Thursday, May 10, 2012

Summer Productivity

This past week, I wrote a 12-page paper on Twitter's integration in the Theatre, I graded 50 critiques on The Cripple of Inishmaan, and I have cooked 3 meals for myself (as in, chopped things and heated them over a stove). I've slept in. I've taken a couple walks and went for a run. I still feel incredibly lazy. A sliver of me says I'm entitled to that. The other part says, "but you start rehearsals for Twelfth Night and Richard III soon!"

Today I:

  • Did an hour yoga workout with a video I downloaded from Yoga Today. It was tough, but not ridiculous. What amazed me was how grounded I felt afterwards. This is definitely something I have to implement regularly.
  • Read Richard III - paying particular attention to when new information was delivered that make either Richard or the others "start." I was made marks any time Hastings was mentioned. But I didn't want to get so self-involved. I aim to know as much as I can about the entire play. This is a biggie though. But today's reading made the play less of a beast than I have always thought it was. It's still a beast, but I think I can see the silhouette of the whole best, rather than just the horns.
  • I meandered my way to Starbucks with the commitment of listening to the entire Decemberists' Hazards of Love album before I arrived. It was hot outside. My nose got sunburned, but it was a great trip. I can't imagine listening to this album any other way (confession: I hadn't done that before). Here's to having more of these walks or meditative listening journeys this summer.
  • I did some cooking! (Pan-fried curried salmon with a cucumber, lemon, serrano yogurt sauce--all on top of naan bread)
  • I cleaned up my dishes afterward!
  • I started reading Mastering Shakespeare by Scott Kaiser. In seven lessons, Kaiser teaches some students how to use technique they already have and implement it in Shakespeare. The eerie thing is how much Kaiser uses the very same language that we have been taught in grad school. When I looked at the opening "credits," I found out Kaiser implements the acting technique of Robert Hobbs, which is what we're using at UH. I feel like I haven't left school at all. It's equally a comfort and a bit unsettling (but mostly comforting).
  • I've also been going over my Twelfth Night scripts and Richard III scripts looking up strange phrases, words, or references. I want to be offbook before rehearsals start, but I also want to have a sense of all the language and circumstances on top of that (which will aid in memorization anyway).




Wednesday, May 2, 2012

I’ve got big plans for this summer



IN SHAKESPEARE:
·         Prep for Sir Andrew in Twelfth Night (then play the role)
·         Prep for Hastings in Richard III (and play the role)
·         Read The Elizabethan World Picture
·         Read The Rediscovery of Style
·         Re-Read The Training of the American Actor
·         Read Instant Shakespeare
·         Read Mastering Shakespeare
·         Watch/Listen/Read as much Shakespeare as I can
·         The MIGHTY 5/BIG 10:
o   5 Audition Pairs of Classic monologues (around 3 ½ minutes)
o   8 must be Shakespeare, 2 must be from Moliere or Restoration Comedies (or something similar)
o   Saturday, September 1 the second years will unleash our offerings for faculty the first years and anyone else who would like to witness the “fun”


FALL PRODUCTION WORK:
·         Read/Wrap My Head Around Serious Money (the fall show that goes up at the end of September). This play is a doozy: rhyming couplets, scatological, rapping, the crash of the London Stock market in the 80s.
·         Prep/refresh knowledge of Mother Courage
·         Work up monologues for fall auditions (August 25).


PHYSICAL:
·         Get stronger and more grounded
·         Get a regimen going. I’m thinking about a combo of yoga, body weight training, and running.
·         Tai Chi
·         Rolfing appointments once I’m done with my Arkansas Shakes contract…?

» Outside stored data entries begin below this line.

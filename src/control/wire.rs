//! Framed codec for the backend control channel.
//!
//! # Wire format
//! Each frame is a 4-byte big-endian length followed by a JSON document.
//! Messages are type-tagged objects, so field names and values survive the
//! round trip and either end can be reimplemented in another language.
//!
//! # Design Decisions
//! - Generic over the stream: real connections are `TcpStream`, tests use
//!   in-memory duplex pipes
//! - Clean EOF at a frame boundary is `Ok(None)`; EOF inside a frame is an
//!   error — the peer vanished mid-message
//! - Frames are capped well above any real message to bound memory

use std::io;

use serde::{Deserialize, Serialize};
use tokio::io::{AsyncRead, AsyncReadExt, AsyncWrite, AsyncWriteExt};

/// Upper bound on an encoded frame. Control messages are tiny; anything
/// bigger is a confused or hostile peer.
const MAX_FRAME: u32 = 64 * 1024;

/// A control-channel message.
#[derive(Debug, Clone, PartialEq, Eq, Serialize, Deserialize)]
#[serde(tag = "type", rename_all = "snake_case")]
pub enum Message {
    /// Sent once by the backend after connecting. An empty `host` asks the
    /// frontend to infer it from the TCP peer address.
    Register {
        name: String,
        host: String,
        port: u16,
    },
    /// Liveness probe. The frontend sends a nonce; the backend echoes it.
    Status { nonce: i64 },
}

/// Length-framed message stream over any async byte stream.
pub struct Framed<S> {
    stream: S,
}

impl<S> Framed<S> {
    pub fn new(stream: S) -> Self {
        Self { stream }
    }

    pub fn into_inner(self) -> S {
        self.stream
    }
}

impl<S> Framed<S>
where
    S: AsyncRead + AsyncWrite + Unpin,
{
    /// Encodes and writes one message.
    pub async fn send(&mut self, msg: &Message) -> io::Result<()> {
        let body = serde_json::to_vec(msg)?;
        let len = u32::try_from(body.len())
            .ok()
            .filter(|len| *len <= MAX_FRAME)
            .ok_or_else(|| {
                io::Error::new(io::ErrorKind::InvalidData, "frame too large to send")
            })?;
        self.stream.write_all(&len.to_be_bytes()).await?;
        self.stream.write_all(&body).await?;
        self.stream.flush().await?;
        Ok(())
    }

    /// Reads one message. `Ok(None)` means the peer closed cleanly between
    /// frames.
    pub async fn recv(&mut self) -> io::Result<Option<Message>> {
        let mut len_buf = [0u8; 4];
        // The first byte decides between clean EOF and a truncated frame.
        let n = self.stream.read(&mut len_buf[..1]).await?;
        if n == 0 {
            return Ok(None);
        }
        self.stream.read_exact(&mut len_buf[1..]).await?;

        let len = u32::from_be_bytes(len_buf);
        if len > MAX_FRAME {
            return Err(io::Error::new(
                io::ErrorKind::InvalidData,
                format!("frame of {len} bytes exceeds the {MAX_FRAME} byte cap"),
            ));
        }

        let mut body = vec![0u8; len as usize];
        self.stream.read_exact(&mut body).await?;
        let msg = serde_json::from_slice(&body)
            .map_err(|e| io::Error::new(io::ErrorKind::InvalidData, e))?;
        Ok(Some(msg))
    }
}

#[cfg(test)]
mod tests {
    use super::*;
    use tokio::io::duplex;

    #[tokio::test]
    async fn messages_round_trip() {
        let (left, right) = duplex(4096);
        let mut sender = Framed::new(left);
        let mut receiver = Framed::new(right);

        let messages = [
            Message::Register {
                name: "test".to_string(),
                host: String::new(),
                port: 1337,
            },
            Message::Status { nonce: i64::MAX },
            Message::Status { nonce: 0 },
        ];
        for msg in &messages {
            sender.send(msg).await.unwrap();
            let decoded = receiver.recv().await.unwrap().expect("frame");
            assert_eq!(&decoded, msg);
        }
    }

    #[tokio::test]
    async fn field_names_survive_encoding() {
        // The encoding is self-describing: a reader that only knows JSON can
        // pick out every field by name.
        let (mut left, right) = duplex(4096);
        let mut sender = Framed::new(&mut left);
        sender
            .send(&Message::Register {
                name: "blog".to_string(),
                host: "10.0.0.5".to_string(),
                port: 8001,
            })
            .await
            .unwrap();
        drop(left);

        let mut buf = Vec::new();
        let mut right = right;
        right.read_to_end(&mut buf).await.unwrap();
        let body: serde_json::Value = serde_json::from_slice(&buf[4..]).unwrap();
        assert_eq!(body["type"], "register");
        assert_eq!(body["name"], "blog");
        assert_eq!(body["host"], "10.0.0.5");
        assert_eq!(body["port"], 8001);
    }

    #[tokio::test]
    async fn clean_eof_is_none() {
        let (left, right) = duplex(64);
        drop(left);
        let mut receiver = Framed::new(right);
        assert!(receiver.recv().await.unwrap().is_none());
    }

    #[tokio::test]
    async fn truncated_frame_is_an_error() {
        let (mut left, right) = duplex(64);
        left.write_all(&[0, 0, 0, 10, b'{']).await.unwrap();
        drop(left);
        let mut receiver = Framed::new(right);
        let err = receiver.recv().await.unwrap_err();
        assert_eq!(err.kind(), io::ErrorKind::UnexpectedEof);
    }

    #[tokio::test]
    async fn garbage_body_is_invalid_data() {
        let (mut left, right) = duplex(64);
        left.write_all(&[0, 0, 0, 3]).await.unwrap();
        left.write_all(b"???").await.unwrap();
        drop(left);
        let mut receiver = Framed::new(right);
        let err = receiver.recv().await.unwrap_err();
        assert_eq!(err.kind(), io::ErrorKind::InvalidData);
    }

    #[tokio::test]
    async fn oversized_frame_is_rejected() {
        let (mut left, right) = duplex(64);
        left.write_all(&u32::MAX.to_be_bytes()).await.unwrap();
        drop(left);
        let mut receiver = Framed::new(right);
        let err = receiver.recv().await.unwrap_err();
        assert_eq!(err.kind(), io::ErrorKind::InvalidData);
    }
}
//! Frontend side of the control channel.
//!
//! # Responsibilities
//! - Accept control connections and run one task per connection
//! - Handshake, register the replica, then probe liveness forever
//! - Remove the replica on every exit path
//!
//! # State machine, per connection
//! ```text
//! Connecting → Registering → Active → Closed
//!
//! Registering → Active: Register frame decoded, replica added
//! Active:               sleep(jittered) → Status{nonce} → echo verified
//! Active → Closed:      EOF, shutdown, or any error; replica removed
//! ```
//!
//! # Design Decisions
//! - No read deadline: the channel sits idle between pings by design, and
//!   liveness comes from the ping itself
//! - Pings are strictly serialized; at most one is outstanding
//! - An accept error is fatal for the accept loop; a connection error is
//!   logged and isolated

use std::io;
use std::net::SocketAddr;
use std::sync::Arc;
use std::time::{Duration, Instant};

use rand::Rng;
use tokio::io::{AsyncRead, AsyncWrite};
use tokio::net::TcpListener;
use tokio::sync::broadcast;

use crate::control::wire::{Framed, Message};
use crate::control::{is_disconnect, shutdown_signal, ControlError};
use crate::lifecycle::Shutdown;
use crate::proxy::endpoint::Replica;
use crate::proxy::frontend::Frontend;

impl Frontend {
    /// Accepts control connections until the listener fails or shutdown
    /// fires, spawning an independent handler per connection.
    pub async fn serve_backends(
        self: &Arc<Self>,
        listener: TcpListener,
        ping_delay: Duration,
        shutdown: &Shutdown,
    ) -> io::Result<()> {
        let mut stop = shutdown.subscribe();
        loop {
            tokio::select! {
                biased;
                _ = shutdown_signal(&mut stop) => return Ok(()),
                accepted = listener.accept() => {
                    let (conn, peer) = accepted?;
                    let frontend = Arc::clone(self);
                    let conn_shutdown = shutdown.subscribe();
                    tokio::spawn(async move {
                        if let Err(err) = frontend
                            .serve_backend(conn, Some(peer), ping_delay, conn_shutdown)
                            .await
                        {
                            tracing::debug!(peer = %peer, error = %err, "backend connection failed");
                        }
                    });
                }
            }
        }
    }

    /// Runs the control-channel state machine for one connection. Generic
    /// over the stream so tests drive it through in-memory pipes; `peer` is
    /// the TCP peer address when there is one.
    pub async fn serve_backend<S>(
        &self,
        stream: S,
        peer: Option<SocketAddr>,
        ping_delay: Duration,
        mut shutdown: broadcast::Receiver<()>,
    ) -> Result<(), ControlError>
    where
        S: AsyncRead + AsyncWrite + Unpin + Send,
    {
        let mut framed = Framed::new(stream);

        let (name, host, port) = match framed.recv().await {
            Ok(Some(Message::Register { name, host, port })) => (name, host, port),
            Ok(Some(msg)) => return Err(ControlError::UnexpectedMessage(msg)),
            Ok(None) => {
                return Err(ControlError::Handshake(io::Error::new(
                    io::ErrorKind::UnexpectedEof,
                    "connection closed before registration",
                )))
            }
            Err(err) => return Err(ControlError::Handshake(err)),
        };

        tracing::info!(backend = %name, peer = ?peer, "backend connecting");

        let host = if host.is_empty() {
            peer.ok_or(ControlError::NoSourceAddress)?.ip().to_string()
        } else {
            host
        };
        let replica = Replica::new(&host, port)?;

        self.add_backend(&name, Arc::clone(&replica))?;
        let result = self.ping_loop(&mut framed, ping_delay, &mut shutdown).await;
        self.del_backend(&name, &replica);
        result
    }

    async fn ping_loop<S>(
        &self,
        framed: &mut Framed<S>,
        ping_delay: Duration,
        shutdown: &mut broadcast::Receiver<()>,
    ) -> Result<(), ControlError>
    where
        S: AsyncRead + AsyncWrite + Unpin + Send,
    {
        loop {
            tokio::select! {
                biased;
                _ = shutdown_signal(shutdown) => return Ok(()),
                _ = self.sleepish().sleep(ping_delay) => {}
            }

            let nonce = rand::thread_rng().gen_range(0..i64::MAX);
            let start = Instant::now();
            if let Err(err) = framed.send(&Message::Status { nonce }).await {
                if is_disconnect(&err) {
                    return Ok(());
                }
                return Err(ControlError::Ping(err));
            }

            let pong = tokio::select! {
                biased;
                _ = shutdown_signal(shutdown) => return Ok(()),
                received = framed.recv() => received,
            };
            match pong {
                Ok(Some(Message::Status { nonce: got })) => {
                    tracing::debug!(elapsed = ?start.elapsed(), "ping time");
                    if got != nonce {
                        return Err(ControlError::NonceMismatch { got, want: nonce });
                    }
                }
                Ok(Some(msg)) => return Err(ControlError::UnexpectedMessage(msg)),
                Ok(None) => return Ok(()),
                Err(err) if is_disconnect(&err) => return Ok(()),
                Err(err) => return Err(ControlError::Pong(err)),
            }
        }
    }
}
//! Frontend composition: mux, endpoint registry, debug introspection.
//!
//! # Responsibilities
//! - Register handlers and endpoints before serving begins
//! - Maintain endpoint replica membership on behalf of the control channel
//! - Expose `/__backends` to operators inside the debug networks
//!
//! # Design Decisions
//! - Registration takes `&mut self`; the mux is frozen once the frontend is
//!   shared, so the serve path never locks it
//! - The endpoint list is shared with the debug handler through an `Arc`,
//!   avoiding a reference cycle through the mux

use std::fmt::Write as _;
use std::sync::{Arc, RwLock, RwLockReadGuard};

use axum::body::Body;
use axum::http::{header, HeaderValue, Response};

use crate::net::allowlist::DebugNetworks;
use crate::proxy::endpoint::{Endpoint, Replica};
use crate::routing::mux::{not_found, ProxyRequest, RouteError, RouteHandler, ServeMux};
use crate::timing::Sleepish;

type EndpointList = Arc<RwLock<Vec<Arc<Endpoint>>>>;

/// The frontend: a pattern mux over registered handlers plus the endpoint
/// set that backend control connections join and leave.
pub struct Frontend {
    mux: ServeMux,
    debug_networks: DebugNetworks,
    endpoints: EndpointList,
    sleepish: Sleepish,
}

impl Frontend {
    pub fn new(debug_networks: DebugNetworks) -> Self {
        Self {
            mux: ServeMux::new(),
            debug_networks,
            endpoints: Arc::new(RwLock::new(Vec::new())),
            sleepish: Sleepish::new(),
        }
    }

    /// Replaces the ping-loop sleeper. Tests install an instant one.
    pub fn set_sleepish(&mut self, sleepish: Sleepish) {
        self.sleepish = sleepish;
    }

    pub(crate) fn sleepish(&self) -> &Sleepish {
        &self.sleepish
    }

    /// Registers a handler under a `<domain>/<path>` pattern.
    pub fn handle(&mut self, pattern: &str, handler: RouteHandler) -> Result<(), RouteError> {
        self.mux.handle(pattern, handler)
    }

    /// Registers an endpoint's forwarder at its root and adds it to the
    /// registry the control channel mutates.
    pub fn handle_endpoint(&mut self, endpoint: Endpoint) -> Result<Arc<Endpoint>, RouteError> {
        let endpoint = Arc::new(endpoint);
        self.mux
            .handle(&endpoint.root, RouteHandler::Forward(Arc::clone(&endpoint)))?;
        self.endpoints_write().push(Arc::clone(&endpoint));
        Ok(endpoint)
    }

    /// Registers `/__backends`, gated on the debug networks.
    pub fn handle_debug(&mut self) -> Result<(), RouteError> {
        let endpoints = Arc::clone(&self.endpoints);
        let networks = self.debug_networks.clone();
        self.mux.handle(
            "/__backends",
            RouteHandler::custom(move |req: ProxyRequest| {
                let endpoints = Arc::clone(&endpoints);
                let networks = networks.clone();
                async move { serve_debug(&networks, &endpoints, &req) }
            }),
        )
    }

    /// Serves one client request through the pattern mux.
    pub async fn serve(&self, req: ProxyRequest) -> Response<Body> {
        self.mux.serve(req).await
    }

    fn endpoints_read(&self) -> RwLockReadGuard<'_, Vec<Arc<Endpoint>>> {
        self.endpoints.read().unwrap_or_else(|e| e.into_inner())
    }

    fn endpoints_write(&self) -> std::sync::RwLockWriteGuard<'_, Vec<Arc<Endpoint>>> {
        self.endpoints.write().unwrap_or_else(|e| e.into_inner())
    }

    /// Adds a replica to the named endpoint. Unknown names are a
    /// registration error; the control connection reporting one closes.
    pub fn add_backend(&self, name: &str, replica: Arc<Replica>) -> Result<(), RouteError> {
        let endpoints = self.endpoints_read();
        match endpoints.iter().find(|e| e.name == name) {
            Some(endpoint) => {
                endpoint.add_replica(Arc::clone(&replica));
                tracing::info!(endpoint = %name, replica = %replica, "new backend");
                Ok(())
            }
            None => Err(RouteError::UnknownBackend(name.to_string())),
        }
    }

    /// Removes a replica by identity. Missing entries are logged, not
    /// errors: teardown must succeed no matter what state it finds.
    pub fn del_backend(&self, name: &str, replica: &Arc<Replica>) {
        let endpoints = self.endpoints_read();
        match endpoints.iter().find(|e| e.name == name) {
            Some(endpoint) => {
                if endpoint.remove_replica(replica) {
                    tracing::info!(endpoint = %name, replica = %replica, "closed backend");
                } else {
                    tracing::warn!(
                        endpoint = %name,
                        replica = %replica,
                        "could not find backend replica to close"
                    );
                }
            }
            None => {
                tracing::warn!(endpoint = %name, "could not find backend to close");
            }
        }
    }
}

fn serve_debug(
    networks: &DebugNetworks,
    endpoints: &EndpointList,
    req: &ProxyRequest,
) -> Response<Body> {
    let ip = req.peer.ip();
    let Some(network) = networks.containing(ip) else {
        tracing::warn!(peer = %req.peer, path = %req.path(), "blocked debug access");
        return not_found();
    };
    tracing::debug!(
        peer = %req.peer,
        network = %network,
        path = %req.path(),
        "allowed debug access"
    );

    let endpoints = endpoints.read().unwrap_or_else(|e| e.into_inner());
    let mut body = String::new();
    for endpoint in endpoints.iter() {
        let _ = writeln!(body, "Backend {:?} at {:?}:", endpoint.name, endpoint.root);
        for url in endpoint.replica_urls() {
            let _ = writeln!(body, " - {url}");
        }
    }

    let mut resp = Response::new(Body::from(body));
    resp.headers_mut().insert(
        header::CONTENT_TYPE,
        HeaderValue::from_static("text/plain; charset=utf-8"),
    );
    resp
}

#[cfg(test)]
mod tests {
    use super::*;
    use axum::body::to_bytes;
    use axum::http::{Request, StatusCode};

    fn debug_req(ip: &str) -> ProxyRequest {
        ProxyRequest {
            request: Request::builder()
                .uri("/__backends")
                .body(Body::empty())
                .unwrap(),
            peer: format!(
                "{}:1224",
                if ip.contains(':') {
                    format!("[{ip}]")
                } else {
                    ip.to_string()
                }
            )
            .parse()
            .unwrap(),
            tls: false,
        }
    }

    fn test_frontend() -> Frontend {
        let mut fe = Frontend::new(DebugNetworks::local());
        fe.handle_endpoint(Endpoint::new("test", "/test")).unwrap();
        fe.handle_debug().unwrap();
        fe
    }

    #[tokio::test]
    async fn debug_allowed_from_local_networks() {
        let fe = test_frontend();
        for ip in ["127.0.0.1", "fe80::a:0:0:1:2"] {
            let resp = fe.serve(debug_req(ip)).await;
            assert_eq!(resp.status(), StatusCode::OK, "{ip}");
        }
    }

    #[tokio::test]
    async fn debug_blocked_from_public_addresses() {
        let fe = test_frontend();
        let resp = fe.serve(debug_req("188.14.109.23")).await;
        assert_eq!(resp.status(), StatusCode::NOT_FOUND);
    }

    #[tokio::test]
    async fn debug_lists_endpoints_and_replicas() {
        let fe = test_frontend();
        let replica = Replica::new("10.0.0.5", 1337).unwrap();
        fe.add_backend("test", Arc::clone(&replica)).unwrap();

        let resp = fe.serve(debug_req("127.0.0.1")).await;
        let bytes = to_bytes(resp.into_body(), usize::MAX).await.unwrap();
        let text = String::from_utf8(bytes.to_vec()).unwrap();
        assert!(text.contains("Backend \"test\" at \"/test\":"), "{text}");
        assert!(text.contains(" - http://10.0.0.5:1337/"), "{text}");
    }

    #[tokio::test]
    async fn backend_membership_lifecycle() {
        let fe = test_frontend();
        let endpoint = {
            let endpoints = fe.endpoints_read();
            Arc::clone(endpoints.iter().find(|e| e.name == "test").unwrap())
        };

        let replicas: Vec<_> = (0..3u16)
            .map(|i| Replica::new("10.0.0.5", 1337 + i).unwrap())
            .collect();
        for replica in &replicas {
            fe.add_backend("test", Arc::clone(replica)).unwrap();
        }
        assert_eq!(endpoint.replica_count(), 3);

        fe.del_backend("test", &replicas[1]);
        assert_eq!(endpoint.replica_count(), 2);
        // Removing again is a logged no-op.
        fe.del_backend("test", &replicas[1]);
        assert_eq!(endpoint.replica_count(), 2);

        fe.del_backend("test", &replicas[0]);
        fe.del_backend("test", &replicas[2]);
        assert_eq!(endpoint.replica_count(), 0);
    }

    #[tokio::test]
    async fn unknown_backend_name_is_an_error() {
        let fe = test_frontend();
        let replica = Replica::new("10.0.0.5", 1337).unwrap();
        let err = fe.add_backend("missing", replica).unwrap_err();
        assert_eq!(err.to_string(), "unknown backend \"missing\"");
    }
}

LISTENING/CONCENTRATION/FOCUS/CONNECTION
·         Listen through an entire major work (a symphony or an album). No breaks. Listen from start to finish. I have aspirations to take this to the next level and do this on a weekly basis, interspersing major symphonic works with the likes of Bruce Springsteen, Pink Floyd, The Beatles, Miles Davis, etc.
·         Cold Reading dense language in RP
·         Read a few novels


TRACKING PROGRESS/LEARNING
·         We’re to keep up with Jack over the course of the summer through 3 emails , answering “What Do I Know Now That I Didn’t Know Before?”
·         I’m toying with crafting weekly updates to send to my classmates and faculty. I may copy them on this blog. My Voice Professor is doing something similarly with her notes as vocal coach for As You Like It at the Oregon Shakespeare Festival and assistant vocal coach for Henry V (isn’t that freaking awesome!?).


RESEARCH/WANDERLUST…
·         I’m seriously considering an Amtrack or Greyhound pass to travel to a handful of theatres this summer. I’ve got “artistic cousins” and classmates performing all over the country, and it would be great to see them and visit other theatre companies. This is all fund-permitting, but I think something can happen. And shoot, I haven’t really been on a vacation since…I don’t know when.








Sunday, March 11, 2012

Spring Break

1. This term has been difficult. My hunch is that I've entered a new level of this training that is a long plateau. It's not quite level. It slopes upwards a few degrees. Any improvement is a micro notch (I'm mixing metaphors). My sense is this is a difficult part of the training. Yet, our failures in Acting class seem to be victories for our professor/talent coach (and not in this sadistic/punishing way--it's more: "YES! YOU'RE LEARNING!" kind of thing).

2. Spring break is here. We have an entire week off. I've allowed myself to indulge, but I'm already starting to feel guilty. Mad Men and Battlestar Galactica call, but so does my to do list, which I can now do on my own terms.

3. The amount of grading on my plate is ridiculous. I have 50 discussion board responses to grade, 50 hand-written quizzes on Fences, and 50 critiques on The Crucible. The first two batches need to be completed by Friday. The critiques have a little more wiggle room. The upside is my students this semester are much more intelligent.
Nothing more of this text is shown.